Periksa juga apakah librari yang dipakai sudah memanfaatkan ekspor ES module. Build modern membutuhkan format tersebut agar bundler bisa memotong bagian yang tidak terpakai secara aman.

Mengurangi Runtime Overhead dan Biaya Reaktivitas

Reaktivitas dengan Bijak

Svelte mengubah deklarasi reaktif menjadi kode update yang presisi. Semakin banyak hal yang dijadikan reaktif, semakin banyak pekerjaan yang harus dilacak kompiler. Batasi statement $: hanya pada nilai yang benar-benar menurun dari sumbernya:

JSStatement reaktif yang hemat
let query = ""
let hasil = []
 
$: if (query.length >= 3) {
  hasil = cari(query)
}

Statement reaktif ini hanya menjalankan cari(query) saat query berubah dan hanya jika panjangnya cukup. Kompiler Svelte menghasilkan kode yang membandingkan nilai sebelum menandai perubahan, sehingga update yang tidak mengubah hasil tidak menyentuh DOM.

Hati-hati dengan pembaruan massal saat data berubah. Jika sebuah statement memicu banyak update berturut-turut, pertimbangkan menunda perhitungan sampai data selesai berubah.

Kurangi Alokasi Objek di Loop

Di dalam {#each}, hindari membuat objek atau array baru setiap iterasi. Objek baru memaksa reaktivitas membandingkan nilai baru setiap kali, sekaligus menambah beban garbage collector. Buat data statis di luar template atau di nilai yang sudah dihitung sekali.

Pola yang sama berlaku untuk fungsi yang dipanggil di template. Fungsi yang mengalokasikan objek baru setiap render akan dijalankan ulang pada tiap update yang berpotensi.

Lazy Loading dan Code Splitting

Dynamic Import untuk Komponen Berat

Komponen editor, chart, atau pemutar video tidak perlu dimuat di halaman pertama. Import dinamis membagi kode dan memuat modul hanya saat dibutuhkan:

Code splitting dengan dynamic import
<script>
  let Editor = null
 
  import("$lib/components/Editor.svelte").then((mod) => {
    Editor = mod.default
  })
</script>
 
{#if Editor}
  <svelte:component this={Editor} />
{/if}

import("$lib/components/Editor.svelte") menghasilkan chunk terpisah yang diunduh setelah halaman utama selesai dimuat. Sisanya berjalan tanpa menunggu komponen berat — persepsi kecepatan naik meski total byte yang diunduh serupa.
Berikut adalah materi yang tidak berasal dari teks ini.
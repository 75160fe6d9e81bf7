//! Test double for [`HealthReporter`] that records structured events.

use std::sync::Mutex;

use oncam_config::Config;

use crate::bootstrap::BootstrapError;
use crate::device_service::ServiceError;
use crate::discovery::CycleReport;
use crate::health::HealthReporter;

/// Structured health events tracked during scenarios.
#[derive(Debug, Clone, PartialEq, Eq)]
pub enum HealthEvent {
    BootstrapStarting,
    BootstrapSucceeded,
    BootstrapFailed(String),
    DiscoveryStarting,
    DiscoveryCompleted {
        report: CycleReport,
        registry_size: usize,
    },
    DiscoveryFailed(String),
    ListenersReady(Vec<String>),
}

/// Records health events for assertions.
#[derive(Debug, Default)]
pub struct RecordingHealthReporter {
    events: Mutex<Vec<HealthEvent>>,
}

impl RecordingHealthReporter {
    /// Captures a copy of the recorded events.
    #[must_use]
    pub fn events(&self) -> Vec<HealthEvent> {
        self.events
            .lock()
            .expect("health reporter mutex poisoned")
            .clone()
    }

    fn record(&self, event: HealthEvent) {
        self.events
            .lock()
            .expect("health reporter mutex poisoned")
            .push(event);
    }
}

impl HealthReporter for RecordingHealthReporter {
    fn bootstrap_starting(&self) {
        self.record(HealthEvent::BootstrapStarting);
    }

    fn bootstrap_succeeded(&self, _config: &Config) {
        self.record(HealthEvent::BootstrapSucceeded);
    }

    fn bootstrap_failed(&self, error: &BootstrapError) {
        self.record(HealthEvent::BootstrapFailed(error.to_string()));
    }

    fn discovery_starting(&self) {
        self.record(HealthEvent::DiscoveryStarting);
    }

    fn discovery_completed(&self, report: &CycleReport, registry_size: usize) {
        self.record(HealthEvent::DiscoveryCompleted {
            report: *report,
            registry_size,
        });
    }

    fn discovery_failed(&self, error: &ServiceError) {
        self.record(HealthEvent::DiscoveryFailed(error.to_string()));
    }

    fn listeners_ready(&self, endpoints: &[String]) {
        self.record(HealthEvent::ListenersReady(endpoints.to_vec()));
    }
}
Gunakan ambang batas yang masuk akal. Jangan memecah komponen kecil menjadi puluhan chunk — terlalu banyak request kecil justru memperlambat. Pecah hanya yang berat dan jarang dipakai.
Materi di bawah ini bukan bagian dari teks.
//! Environment guard shared by the configuration integration tests.

use std::ffi::{OsStr, OsString};
use std::sync::{Mutex, MutexGuard};

use once_cell::sync::Lazy;

static ENV_MUTEX: Lazy<Mutex<()>> = Lazy::new(|| Mutex::new(()));

/// Serialises access to the process environment and restores it on drop.
pub struct EnvGuard {
    saved: Vec<(&'static str, Option<OsString>)>,
    _lock: MutexGuard<'static, ()>,
}

impl EnvGuard {
    pub fn acquire() -> Self {
        let lock = ENV_MUTEX
            .lock()
            .unwrap_or_else(std::sync::PoisonError::into_inner);
        Self {
            saved: Vec::new(),
            _lock: lock,
        }
    }

    pub fn set(&mut self, key: &'static str, value: impl AsRef<OsStr>) {
        self.saved.push((key, std::env::var_os(key)));
        // Environment mutation is unsafe in edition 2024; the mutex keeps
        // tests in this binary from racing on it.
        unsafe { std::env::set_var(key, value) };
    }

    pub fn clear(&mut self, key: &'static str) {
        self.saved.push((key, std::env::var_os(key)));
        unsafe { std::env::remove_var(key) };
    }
}

impl Drop for EnvGuard {
    fn drop(&mut self) {
        while let Some((key, previous)) = self.saved.pop() {
            match previous {
                Some(value) => unsafe { std::env::set_var(key, value) },
                None => unsafe { std::env::remove_var(key) },
            }
        }
    }
}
Gunakan Block Await untuk Data Berat

SvelteKit mendukung menunggu data paralel di dalam load function. Komponen yang bergantung pada data berat juga bisa dirender kondisional dengan block {#await} agar konten pertama tampil lebih cepat.

Penutup

Inti yang harus dibawa pulang:

  • Ukur dulu dengan Panel Performance dan Lighthouse sebelum mengoptimalkan.
  • Pakai vite-bundle-visualizer untuk menemukan modul terbesar.
  • Named import dan deklarasi sideEffects yang benar mendukung tree-shaking.
  • Batasi statement reaktif hanya pada nilai yang benar-benar berubah.
  • Hindari alokasi objek baru di dalam loop {#each}.
  • Gunakan dynamic import untuk memecah komponen berat menjadi chunk terpisah.
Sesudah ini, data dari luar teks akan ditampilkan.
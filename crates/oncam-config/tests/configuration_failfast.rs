//! Malformed configuration stops loading instead of silently using defaults.

mod support;

use std::ffi::OsString;
use std::fs;

use rstest::rstest;
use tempfile::TempDir;

use oncam_config::Config;
use ortho_config::OrthoConfig;
use support::EnvGuard;

#[rstest]
#[case::broken_toml("daemon_socket = { transport = \"tcp\" host = \"127.0.0.1\" }")]
#[case::wrong_type("discovery_interval_secs = \"soon\"")]
#[case::bad_scheme("daemon_socket = \"udp://127.0.0.1:9000\"")]
fn malformed_file_is_rejected(#[case] body: &str) {
    let mut env = EnvGuard::acquire();
    env.clear("ONCAM_CONFIG_PATH");
    env.clear("ONCAM_DAEMON_SOCKET");

    let dir = TempDir::new().expect("tempdir");
    let path = dir.path().join("oncam.toml");
    fs::write(&path, body).expect("write configuration file");

    let args = vec![
        OsString::from("oncamd"),
        OsString::from("--config-path"),
        path.into_os_string(),
    ];
    let error = Config::load_from_iter(args).expect_err("loading must fail");
    assert!(!error.to_string().is_empty());
}

#[rstest]
fn malformed_environment_socket_is_rejected() {
    let mut env = EnvGuard::acquire();
    env.clear("ONCAM_CONFIG_PATH");
    env.set("ONCAM_DAEMON_SOCKET", "carrier-pigeon://loft");

    let error = Config::load_from_iter([OsString::from("oncamd")])
        .expect_err("loading must fail");
    assert!(!error.to_string().is_empty());
}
Di episode 16 selanjutnya kalian akan belajar testing & quality — unit testing dengan Vitest dan Svelte Testing Library, integration testing untuk aplikasi SvelteKit, E2E testing dengan Playwright, serta static analysis, linting, dan type checking. Kode yang sudah dioptimalkan harus dijamin tetap benar lewat pengujian otomatis.